I know that it hasn't been illegal since I took hunter safety in the 80's.  Just was trying to see if there was a reason.  Is it typical of other states laws?  And with the current liberalization of the weapons rules, aka air guns and such, can we get it changed?


----------



## Bobby Linton (Aug 4, 2019)

John Cooper said:


> If it were legal I would get the blackhawk in .30 carbine, maybe not a deer round but would be nice for small game!


I would buy the Ruger single six they are making in 32 caliber in a heartbeat if I could hunt squirrel and rabbits with it.


----------



## John Cooper (Aug 4, 2019)

Bobby Linton said:


> I would buy the Ruger single six they are making in 32 caliber in a heartbeat if I could hunt squirrel and rabbits with it.


I forget about that one, yes sir that would be the bees kneez. That little round is potent !!


----------



## Bobby Linton (Aug 4, 2019)

John Cooper said:


> I forget about that one, yes sir that would be the bees kneez. That little round is potent !!


I have a single six 22 convertible 5.5"  that is smooth as butter and shoots well.  I know functional it will do anything I would do with the 32.  But with the 32 I could cast, load, and carry my own ammo and that would add to the experience for me.


----------



## John Cooper (Aug 4, 2019)

The .32 out of a pistol would be about like the little .32 smoke pole I squirrel and rabbit hunt with. It would also carry 6 instead of 1 ....... Dang you Bobby ?


----------



## lampern (Aug 4, 2019)

No pistol restrictions in NC for small game except turkey, grouse and quail may not be taken 

None for SC either except no turkeys may be taken 

Local laws may vary


----------



## rosewood (Aug 4, 2019)

Bobby Linton said:


> I know that it hasn't been illegal since I took hunter safety in the 80's.  Just was trying to see if there was a reason.  Is it typical of other states laws?  And with the current liberalization of the weapons rules, aka air guns and such, can we get it changed?



Gotcha.

I have no idea.  Been the law as long as I have been huntin.


----------



## SASS249 (Aug 5, 2019)

I seem to remember that it goes back to when handguns became legal for deer. There was a good deal of controversy about that and initially some pretty strong requirements on what pistols could be used. I think they removed allowing centerfire pistols from squirrel hunting so that anyone carrying one would be considered deer hunting and dealt with accordingly.
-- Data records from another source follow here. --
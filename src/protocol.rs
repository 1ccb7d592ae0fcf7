//! The request opcodes and response tags that make up the store's wire
//! protocol. Each is a one-byte discriminant on the wire; see [`frame`] for
//! how the surrounding arguments are encoded.
//!
//! [`frame`]: ../frame/index.html

use std::convert::TryFrom;

use crate::StoreError;

/// The request types a client can send. The opcode byte is followed by the
/// operation's typed arguments.
#[derive(Debug, Copy, Clone, PartialEq, Eq)]
#[repr(u8)]
pub(crate) enum Opcode {
    /// key, value; no reply
    Set = 0,
    /// key, expected, desired; replies with the value stored after the call
    CompareSet = 1,
    /// key; replies with the stored value
    Get = 2,
    /// key, i64 delta; replies with the new total
    Add = 3,
    /// key count, keys; replies READY or NOT_READY
    Check = 4,
    /// key count, keys; replies STOP_WAITING once every key has a value
    Wait = 5,
    /// no arguments; replies with the key count
    GetNumKeys = 6,
    /// key; no reply, updates are pushed on this socket
    WatchKey = 7,
    /// key; replies 1 if the key existed, else 0
    DeleteKey = 8,
}

impl TryFrom<u8> for Opcode {
    type Error = StoreError;

    fn try_from(raw: u8) -> Result<Self, Self::Error> {
        match raw {
            0 => Ok(Opcode::Set),
            1 => Ok(Opcode::CompareSet),
            2 => Ok(Opcode::Get),
            3 => Ok(Opcode::Add),
            4 => Ok(Opcode::Check),
            5 => Ok(Opcode::Wait),
            6 => Ok(Opcode::GetNumKeys),
            7 => Ok(Opcode::WatchKey),
            8 => Ok(Opcode::DeleteKey),
            _ => Err(StoreError::Protocol(format!("unknown opcode: {}", raw))),
        }
    }
}

/// reply tags for a CHECK request
#[derive(Debug, Copy, Clone, PartialEq, Eq)]
#[repr(u8)]
pub(crate) enum CheckResponse {
    Ready = 0,
    NotReady = 1,
}

impl TryFrom<u8> for CheckResponse {
    type Error = StoreError;

    fn try_from(raw: u8) -> Result<Self, Self::Error> {
        match raw {
            0 => Ok(CheckResponse::Ready),
            1 => Ok(CheckResponse::NotReady),
            _ => Err(StoreError::Protocol(format!(
                "READY or NOT_READY response expected, got: {}",
                raw
            ))),
        }
    }
}

/// reply tag for a WAIT request
#[derive(Debug, Copy, Clone, PartialEq, Eq)]
#[repr(u8)]
pub(crate) enum WaitResponse {
    StopWaiting = 0,
}

impl TryFrom<u8> for WaitResponse {
    type Error = StoreError;

    fn try_from(raw: u8) -> Result<Self, Self::Error> {
        match raw {
            0 => Ok(WaitResponse::StopWaiting),
            _ => Err(StoreError::Protocol(format!(
                "STOP_WAITING response expected, got: {}",
                raw
            ))),
        }
    }
}

/// tag on every notification pushed to a watching socket
#[derive(Debug, Copy, Clone, PartialEq, Eq)]
#[repr(u8)]
pub(crate) enum WatchResponse {
    KeyUpdated = 0,
}

impl TryFrom<u8> for WatchResponse {
    type Error = StoreError;

    fn try_from(raw: u8) -> Result<Self, Self::Error> {
        match raw {
            0 => Ok(WatchResponse::KeyUpdated),
            _ => Err(StoreError::Protocol(format!(
                "KEY_UPDATED response expected, got: {}",
                raw
            ))),
        }
    }
}

#[cfg(test)]
mod tests {
    use super::*;

    #[test]
    fn opcode_discriminants_match_the_wire() {
        let table = [
            (Opcode::Set, 0u8),
            (Opcode::CompareSet, 1),
            (Opcode::Get, 2),
            (Opcode::Add, 3),
            (Opcode::Check, 4),
            (Opcode::Wait, 5),
            (Opcode::GetNumKeys, 6),
            (Opcode::WatchKey, 7),
            (Opcode::DeleteKey, 8),
        ];
        for (op, raw) in table.iter() {
            assert_eq!(*op as u8, *raw);
            assert_eq!(Opcode::try_from(*raw).unwrap(), *op);
        }
    }

    #[test]
    fn unknown_opcode_is_a_protocol_error() {
        assert!(Opcode::try_from(9).is_err());
        assert!(Opcode::try_from(0xff).is_err());
    }

    #[test]
    fn response_tags_reject_garbage() {
        assert!(CheckResponse::try_from(2).is_err());
        assert!(WaitResponse::try_from(1).is_err());
        assert!(WatchResponse::try_from(1).is_err());
    }
}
Of course this was well before the advent of the georgia weapons license and the right to carry movement.


----------



## rosewood (Aug 5, 2019)

Maybe grab a 36 caliber BP revolver and use BP209 in it, smokes much less.


----------



## Bobby Linton (Aug 5, 2019)

In 89 a pistol had to produce 500lbs of energy at 100 yards to be a legal deer weapon.  Now you can legally deer hunt with a 380 acp, but you cant shoot a squirrel.


----------



## rosewood (Aug 6, 2019)

Bobby Linton said:


> In 89 a pistol had to produce 500lbs of energy at 100 yards to be a legal deer weapon.  Now you can legally deer hunt with a 380 acp, but you cant shoot a squirrel.


Yep, makes a lot of since doesn't it?

Most lawmakers do not have a clue about firearms or hunting.  They pass laws based on the arguments of those for or against the laws and which ones are the most believable, or that explain it the way the lawmaker already thinks they know it.

Rosewood


----------



## Throwback (Aug 7, 2019)

It’s been illegal as long as I can remember in Georgia to use a centerfire for small game. 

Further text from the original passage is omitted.